Por Fernando
Penteriche
Em 1972, três anos após
a Série Clássica de Jornada ter sido cancelada, a
emissora de televisão NBC estava considerando lançar uma nova série
do franchise, devido ao grande sucesso que a série original estava
fazendo com suas reprises. Porém, de acordo com os cálculos da
Paramount, seria necessário desembolsar cerca de US$ 750 mil para
reconstruir os sets de filmagem, refazer os figurinos e o resto das
bugigangas (feisers, tricorders etc.).
Como os gastos de produção seriam proibitivos, acabou surgindo a
idéia de criar uma versão econômica do seriado, no formato de
desenho animado. De todos os produtores de animação que
conversaram com Gene Roddenberry, Lou Scheimer e Norm Prescott, da
empresa Filmation Associates, foram os que finalmente o convenceram
para dar o pontapé inicial no projeto.
A
razão que fez Roddenberry optar pela Filmation foi porque a empresa
foi a primeira que garantiu que poderia fazer uma série animada
exatamente nos padrões da Série Clássica, sem a adição
de figuras características dos desenhos que eram exibidos nas manhãs
de sábado nos EUA, como animais falantes bonitinhos ou crianças
espertinhas.
Roddenberry escolheu a sua antiga secretária e roteirista de
diversos episódios da Série Clássica, Dorothy (D.C.)

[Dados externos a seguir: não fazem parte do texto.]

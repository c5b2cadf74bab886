//! Read access to a bounded query: total count, the current page, or a
//! forward-only sequence of fixed-size chunks.
//!
//! The trait seam keeps the envelope builder and the exporter independent of
//! PostgreSQL, which is also what their tests exploit.

use crate::error::ApiError;
use crate::query::BoundedQuery;
use async_trait::async_trait;
use serde_json::Value;
use sqlx::PgPool;

#[async_trait]
pub trait EntitySource: Send {
    /// Total rows matching the filter predicate, ignoring pagination.
    async fn count(&mut self) -> Result<u64, ApiError>;

    /// The rows of the current page.
    async fn fetch_page(&mut self) -> Result<Vec<Value>, ApiError>;

    /// One chunk of the full result set, starting at `offset`.
    async fn fetch_chunk(&mut self, chunk_size: u32, offset: u64) -> Result<Vec<Value>, ApiError>;
}

pub struct PgEntitySource<'a> {
    pool: &'a PgPool,
    query: BoundedQuery,
}

impl<'a> PgEntitySource<'a> {
    pub fn new(pool: &'a PgPool, query: BoundedQuery) -> Self {
        PgEntitySource { pool, query }
    }

    async fn fetch(&self, sql: &str) -> Result<Vec<Value>, ApiError> {
        tracing::debug!(sql = %sql, params = ?self.query.params, "query");
        let mut q = sqlx::query(sql);
        for p in &self.query.params {
            q = q.bind(p.clone());
        }
        let rows = q.fetch_all(self.pool).await?;
        Ok(rows.iter().map(row_to_json).collect())
    }
}

#[async_trait]
impl EntitySource for PgEntitySource<'_> {
    async fn count(&mut self) -> Result<u64, ApiError> {
        use sqlx::Row;
        let sql = self.query.count_sql();
        tracing::debug!(sql = %sql, params = ?self.query.params, "count query");
        let mut q = sqlx::query(&sql);
        for p in &self.query.params {
            q = q.bind(p.clone());
        }
        let row = q.fetch_one(self.pool).await?;
        let n: i64 = row.try_get(0)?;
        Ok(n.max(0) as u64)
    }

    async fn fetch_page(&mut self) -> Result<Vec<Value>, ApiError> {
        self.fetch(&self.query.page_sql()).await
    }

    async fn fetch_chunk(&mut self, chunk_size: u32, offset: u64) -> Result<Vec<Value>, ApiError> {
        self.fetch(&self.query.chunk_sql(chunk_size, offset)).await
    }
}

pub(crate) fn row_to_json(row: &sqlx::postgres::PgRow) -> Value {
    use sqlx::Column;
    use sqlx::Row;
    let mut map = serde_json::Map::new();
    for col in row.columns() {
        let name = col.name();
        let v = cell_to_value(row, name);
        map.insert(name.to_string(), v);
    }
    Value::Object(map)
}

fn cell_to_value(row: &sqlx::postgres::PgRow, name: &str) -> Value {
    use sqlx::Row;
    if let Ok(Some(n)) = row.try_get::<Option<i16>, _>(name) {
        return Value::Number(n.into());
    }
    if let Ok(Some(n)) = row.try_get::<Option<i32>, _>(name) {
        return Value::Number(n.into());
    }
    if let Ok(Some(n)) = row.try_get::<Option<i64>, _>(name) {
        return Value::Number(n.into());
    }
    if let Ok(Some(n)) = row.try_get::<Option<f32>, _>(name) {
        if let Some(n) = serde_json::Number::from_f64(f64::from(n)) {
            return Value::Number(n);
        }
    }
    if let Ok(Some(n)) = row.try_get::<Option<f64>, _>(name) {
        if let Some(n) = serde_json::Number::from_f64(n) {
            return Value::Number(n);
        }
    }
    if let Ok(Some(b)) = row.try_get::<Option<bool>, _>(name) {
        return Value::Bool(b);
    }
    if let Ok(Some(u)) = row.try_get::<Option<uuid::Uuid>, _>(name) {
        return Value::String(u.to_string());
    }
    if let Ok(Some(d)) = row.try_get::<Option<chrono::DateTime<chrono::Utc>>, _>(name) {
        return Value::String(d.to_rfc3339());
    }
    if let Ok(Some(d)) = row.try_get::<Option<chrono::NaiveDateTime>, _>(name) {
        return Value::String(d.format("%Y-%m-%dT%H:%M:%S%.f").to_string());
    }
    if let Ok(Some(d)) = row.try_get::<Option<chrono::NaiveDate>, _>(name) {
        return Value::String(d.format("%Y-%m-%d").to_string());
    }
    if let Ok(Some(s)) = row.try_get::<Option<String>, _>(name) {
        return Value::String(s);
    }
    if let Ok(Some(j)) = row.try_get::<Option<serde_json::Value>, _>(name) {
        return j;
    }
    Value::Null
}
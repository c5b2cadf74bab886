//! In-memory sheet model with an enforced write order:
//! Idle -> HeaderWritten -> StreamingRows -> Finalized.
//!
//! Rows arrive mapped, in chunk order; widths and per-column data types are
//! applied at finalize over the row range actually populated.

use crate::error::ApiError;
use serde_json::Value;

/// Per-column data type applied at finalize.
#[derive(Clone, Copy, Debug, PartialEq, Eq)]
pub enum ColumnType {
    /// Force cell content to text, even when it looks numeric.
    Text,
    /// Render as a date (dd.mm.yyyy in XLSX).
    Date,
}

#[derive(Clone, Debug, PartialEq)]
pub enum CellValue {
    Empty,
    Bool(bool),
    Number(f64),
    Text(String),
}

impl CellValue {
    pub fn from_json(v: &Value) -> Self {
        match v {
            Value::Null => CellValue::Empty,
            Value::Bool(b) => CellValue::Bool(*b),
            Value::Number(n) => n
                .as_f64()
                .map(CellValue::Number)
                .unwrap_or(CellValue::Empty),
            Value::String(s) => CellValue::Text(s.clone()),
            other => CellValue::Text(other.to_string()),
        }
    }

    /// Displayed length, used for auto width.
    fn display_len(&self) -> usize {
        match self {
            CellValue::Empty => 0,
            CellValue::Bool(_) => 5,
            CellValue::Number(n) => format!("{n}").len(),
            CellValue::Text(s) => s.chars().count(),
        }
    }
}

#[derive(Debug, PartialEq, Eq)]
enum WriterState {
    Idle,
    HeaderWritten,
    StreamingRows,
}

pub struct SheetWriter {
    state: WriterState,
    header: Vec<Vec<CellValue>>,
    rows: Vec<Vec<CellValue>>,
    column_count: usize,
}

/// Sheet with widths and column types resolved, ready for rendering.
pub struct FinalizedSheet {
    pub header: Vec<Vec<CellValue>>,
    pub rows: Vec<Vec<CellValue>>,
    pub column_count: usize,
    /// Character widths per column when auto width was requested.
    pub column_widths: Option<Vec<usize>>,
    pub column_types: Vec<(usize, ColumnType)>,
    /// First data row, 1-based (header height + 1).
    pub start_row: usize,
}

impl Default for SheetWriter {
    fn default() -> Self {
        Self::new()
    }
}

impl SheetWriter {
    pub fn new() -> Self {
        SheetWriter {
            state: WriterState::Idle,
            header: Vec::new(),
            rows: Vec::new(),
            column_count: 0,
        }
    }

    /// Header rows must be written exactly once, before any data row.
    pub fn write_header(&mut self, header: &[Vec<String>]) -> Result<(), ApiError> {
        if self.state != WriterState::Idle {
            return Err(ApiError::Export("header already written".into()));
        }
        self.header = header
            .iter()
            .map(|row| row.iter().map(|s| CellValue::Text(s.clone())).collect())
            .collect();
        for row in &self.header {
            self.column_count = self.column_count.max(row.len());
        }
        self.state = WriterState::HeaderWritten;
        Ok(())
    }

    pub fn append_row(&mut self, cells: Vec<CellValue>) -> Result<(), ApiError> {
        match self.state {
            WriterState::Idle => Err(ApiError::Export("header must be written before rows".into())),
            WriterState::HeaderWritten | WriterState::StreamingRows => {
                self.column_count = self.column_count.max(cells.len());
                self.rows.push(cells);
                self.state = WriterState::StreamingRows;
                Ok(())
            }
        }
    }

    pub fn row_count(&self) -> usize {
        self.rows.len()
    }

    /// Consume the writer; compute auto widths and attach column types over
    /// the populated row range.
    pub fn finalize(
        self,
        auto_width: bool,
        column_types: &[(usize, ColumnType)],
    ) -> Result<FinalizedSheet, ApiError> {
        if self.state == WriterState::Idle {
            return Err(ApiError::Export("nothing written to sheet".into()));
        }
        let column_widths = auto_width.then(|| {
            let mut widths = vec![0usize; self.column_count];
            for row in self.header.iter().chain(self.rows.iter()) {
                for (i, cell) in row.iter().enumerate() {
                    widths[i] = widths[i].max(cell.display_len());
                }
            }
            // Padding so content does not touch the column edge.
            widths.iter().map(|w| w + 2).collect()
        });
        Ok(FinalizedSheet {
            start_row: self.header.len() + 1,
            header: self.header,
            rows: self.rows,
            column_count: self.column_count,
            column_widths,
            column_types: column_types.to_vec(),
        })
    }
}

#[cfg(test)]
mod tests {
    use super::*;

    #[test]
    fn rows_before_header_rejected() {
        let mut w = SheetWriter::new();
        let err = w.append_row(vec![CellValue::Text("x".into())]).unwrap_err();
        assert!(matches!(err, ApiError::Export(_)));
    }

    #[test]
    fn header_written_once() {
        let mut w = SheetWriter::new();
        w.write_header(&[vec!["ID".into()]]).unwrap();
        assert!(w.write_header(&[vec!["ID".into()]]).is_err());
    }

    #[test]
    fn start_row_follows_header_height() {
        let mut w = SheetWriter::new();
        w.write_header(&[vec!["Report".into()], vec!["ID".into(), "Name".into()]])
            .unwrap();
        w.append_row(vec![CellValue::Number(1.0), CellValue::Text("a".into())])
            .unwrap();
        let sheet = w.finalize(false, &[]).unwrap();
        assert_eq!(sheet.start_row, 3);
        assert_eq!(sheet.column_count, 2);
        assert!(sheet.column_widths.is_none());
    }

    #[test]
    fn auto_width_covers_header_and_rows() {
        let mut w = SheetWriter::new();
        w.write_header(&[vec!["ID".into(), "Name".into()]]).unwrap();
        w.append_row(vec![
            CellValue::Number(1.0),
            CellValue::Text("a much longer value".into()),
        ])
        .unwrap();
        let sheet = w.finalize(true, &[]).unwrap();
        let widths = sheet.column_widths.unwrap();
        assert_eq!(widths[0], 4); // "ID" + padding
        assert_eq!(widths[1], 21);
    }
}
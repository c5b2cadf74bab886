//! Identifier case conversion: client-facing field names -> backing column names.

/// Naming convention of a resource's backing columns. Sort fields arriving from
/// the client are converted with this before they are matched against columns.
#[derive(Clone, Copy, Debug, PartialEq, Eq)]
pub enum FieldCase {
    Snake,
    Camel,
    Pascal,
}

impl FieldCase {
    pub fn convert(&self, s: &str) -> String {
        match self {
            FieldCase::Snake => to_snake_case(s),
            FieldCase::Camel => to_camel_case(s),
            FieldCase::Pascal => to_pascal_case(s),
        }
    }
}

/// e.g. "user_id" -> "userId", "created_at" -> "createdAt"
pub fn to_camel_case(s: &str) -> String {
    let mut out = String::with_capacity(s.len());
    let mut capitalize_next = false;
    for c in s.chars() {
        if c == '_' {
            capitalize_next = true;
        } else if capitalize_next {
            out.extend(c.to_uppercase());
            capitalize_next = false;
        } else {
            out.push(c);
        }
    }
    out
}

/// e.g. "userId" -> "user_id", "createdAt" -> "created_at"
pub fn to_snake_case(s: &str) -> String {
    let mut out = String::with_capacity(s.len() + 4);
    for (i, c) in s.chars().enumerate() {
        if c.is_uppercase() {
            if i > 0 {
                out.push('_');
            }
            out.extend(c.to_lowercase());
        } else {
            out.push(c);
        }
    }
    out
}

/// e.g. "user_id" -> "UserId", "createdAt" -> "CreatedAt"
pub fn to_pascal_case(s: &str) -> String {
    let camel = to_camel_case(s);
    let mut chars = camel.chars();
    match chars.next() {
        Some(first) => first.to_uppercase().collect::<String>() + chars.as_str(),
        None => camel,
    }
}

#[cfg(test)]
mod tests {
    use super::*;

    #[test]
    fn snake_from_camel() {
        assert_eq!(to_snake_case("createdAt"), "created_at");
        assert_eq!(to_snake_case("userId"), "user_id");
        assert_eq!(to_snake_case("already_snake"), "already_snake");
    }

    #[test]
    fn camel_from_snake() {
        assert_eq!(to_camel_case("created_at"), "createdAt");
        assert_eq!(to_camel_case("user_id"), "userId");
    }

    #[test]
    fn pascal() {
        assert_eq!(to_pascal_case("created_at"), "CreatedAt");
        assert_eq!(to_pascal_case("userId"), "UserId");
    }

    #[test]
    fn field_case_convert() {
        assert_eq!(FieldCase::Snake.convert("createdAt"), "created_at");
        assert_eq!(FieldCase::Camel.convert("created_at"), "createdAt");
        assert_eq!(FieldCase::Pascal.convert("created_at"), "CreatedAt");
    }
}
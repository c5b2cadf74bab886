//! Uniform response shapes and the list-envelope builder.

use crate::error::ApiError;
use crate::query::QueryRequest;
use crate::service::EntitySource;
use axum::{http::StatusCode, Json};
use serde::Serialize;
use serde_json::Value;

/// Caller-supplied entity-to-representation mapping.
pub type MapFn<'a> = &'a (dyn Fn(Value) -> Value + Send + Sync);

/// List envelope: `count` is the pre-pagination total, `entities` the current
/// page (empty when `onlyCount` was requested).
#[derive(Serialize, Debug, PartialEq)]
pub struct ResponseEnvelope {
    pub count: u64,
    pub entities: Vec<Value>,
}

/// Execute count-then-fetch against the source and shape the envelope.
///
/// The count query runs first; a zero count short-circuits without issuing
/// the data query at all.
pub async fn entities_response(
    req: &QueryRequest,
    source: &mut dyn EntitySource,
    map: Option<MapFn<'_>>,
) -> Result<ResponseEnvelope, ApiError> {
    let count = source.count().await?;

    if count == 0 {
        return Ok(ResponseEnvelope {
            count: 0,
            entities: Vec::new(),
        });
    }

    if req.only_count {
        return Ok(ResponseEnvelope {
            count,
            entities: Vec::new(),
        });
    }

    let rows = source.fetch_page().await?;
    let entities = match map {
        Some(f) => rows.into_iter().map(f).collect(),
        None => rows,
    };

    Ok(ResponseEnvelope { count, entities })
}

#[derive(Serialize)]
pub struct EntityModified {
    pub success: bool,
    pub entity: Value,
}

#[derive(Serialize)]
pub struct EntityDeleted {
    pub success: bool,
    pub id: Value,
    #[serde(rename = "deletedEntity")]
    pub deleted_entity: Value,
}

pub fn entity_created(entity: Value) -> (StatusCode, Json<EntityModified>) {
    (
        StatusCode::CREATED,
        Json(EntityModified {
            success: true,
            entity,
        }),
    )
}

pub fn entity_updated(entity: Value) -> (StatusCode, Json<EntityModified>) {
    (
        StatusCode::OK,
        Json(EntityModified {
            success: true,
            entity,
        }),
    )
}

pub fn entity_deleted(id: Value, deleted_entity: Value) -> (StatusCode, Json<EntityDeleted>) {
    (
        StatusCode::OK,
        Json(EntityDeleted {
            success: true,
            id,
            deleted_entity,
        }),
    )
}

#[cfg(test)]
pub(crate) mod tests {
    use super::*;
    use async_trait::async_trait;
    use serde_json::json;

    /// In-memory source that records which reads were issued.
    pub(crate) struct FakeSource {
        pub rows: Vec<Value>,
        pub count_calls: u32,
        pub page_calls: u32,
        pub chunk_calls: u32,
    }

    impl FakeSource {
        pub(crate) fn new(rows: Vec<Value>) -> Self {
            FakeSource {
                rows,
                count_calls: 0,
                page_calls: 0,
                chunk_calls: 0,
            }
        }
    }

    #[async_trait]
    impl EntitySource for FakeSource {
        async fn count(&mut self) -> Result<u64, ApiError> {
            self.count_calls += 1;
            Ok(self.rows.len() as u64)
        }

        async fn fetch_page(&mut self) -> Result<Vec<Value>, ApiError> {
            self.page_calls += 1;
            Ok(self.rows.clone())
        }

        async fn fetch_chunk(&mut self, chunk_size: u32, offset: u64) -> Result<Vec<Value>, ApiError> {
            self.chunk_calls += 1;
            let start = (offset as usize).min(self.rows.len());
            let end = (start + chunk_size as usize).min(self.rows.len());
            Ok(self.rows[start..end].to_vec())
        }
    }

    #[tokio::test]
    async fn zero_count_skips_data_query() {
        let mut source = FakeSource::new(vec![]);
        let env = entities_response(&QueryRequest::default(), &mut source, None)
            .await
            .unwrap();
        assert_eq!(env, ResponseEnvelope { count: 0, entities: vec![] });
        assert_eq!(source.page_calls, 0);
    }

    #[tokio::test]
    async fn only_count_returns_empty_entities() {
        let mut source = FakeSource::new(vec![json!({"id": 1}), json!({"id": 2})]);
        let req = QueryRequest {
            only_count: true,
            ..QueryRequest::default()
        };
        let env = entities_response(&req, &mut source, None).await.unwrap();
        assert_eq!(env.count, 2);
        assert!(env.entities.is_empty());
        assert_eq!(source.page_calls, 0);
    }

    #[tokio::test]
    async fn mapping_applied_per_row() {
        let mut source = FakeSource::new(vec![json!({"id": 1}), json!({"id": 2})]);
        let map: MapFn = &|v| json!({"wrapped": v});
        let env = entities_response(&QueryRequest::default(), &mut source, Some(map))
            .await
            .unwrap();
        assert_eq!(env.count, 2);
        assert_eq!(env.entities[0], json!({"wrapped": {"id": 1}}));
        assert_eq!(source.page_calls, 1);
    }
}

Fontana, como produtora associada e editora de roteiros. Ela acabou
por trazer vários escritores de episódios da série original de
volta, incluindo David Gerrold ("The Trouble with Tribbles"),
Margaret Armen ("The Paradise Syndrome"), Samuel
Peeples ("Where No Mas Has Gone Before") e Stephen
Kandel (autor de "Mudd's Women" e "I, Mudd",
que acabou fazendo mais um episódio para o personagem na nova série
animada: "Mudd's Passion").
As dificuldades de reunir o elenco original para as gravações das
vozes na nova série trouxeram alguns problemas técnicos. O saudoso
DeForest Kelley reclamou na época que como em muitos episódios os
atores gravavam suas participações em diferentes datas e em
diferentes estúdios, atrapalhava muito a interação entre os
personagens.
Do elenco original, todos estavam de volta, menos Walter Koenig (Chekov).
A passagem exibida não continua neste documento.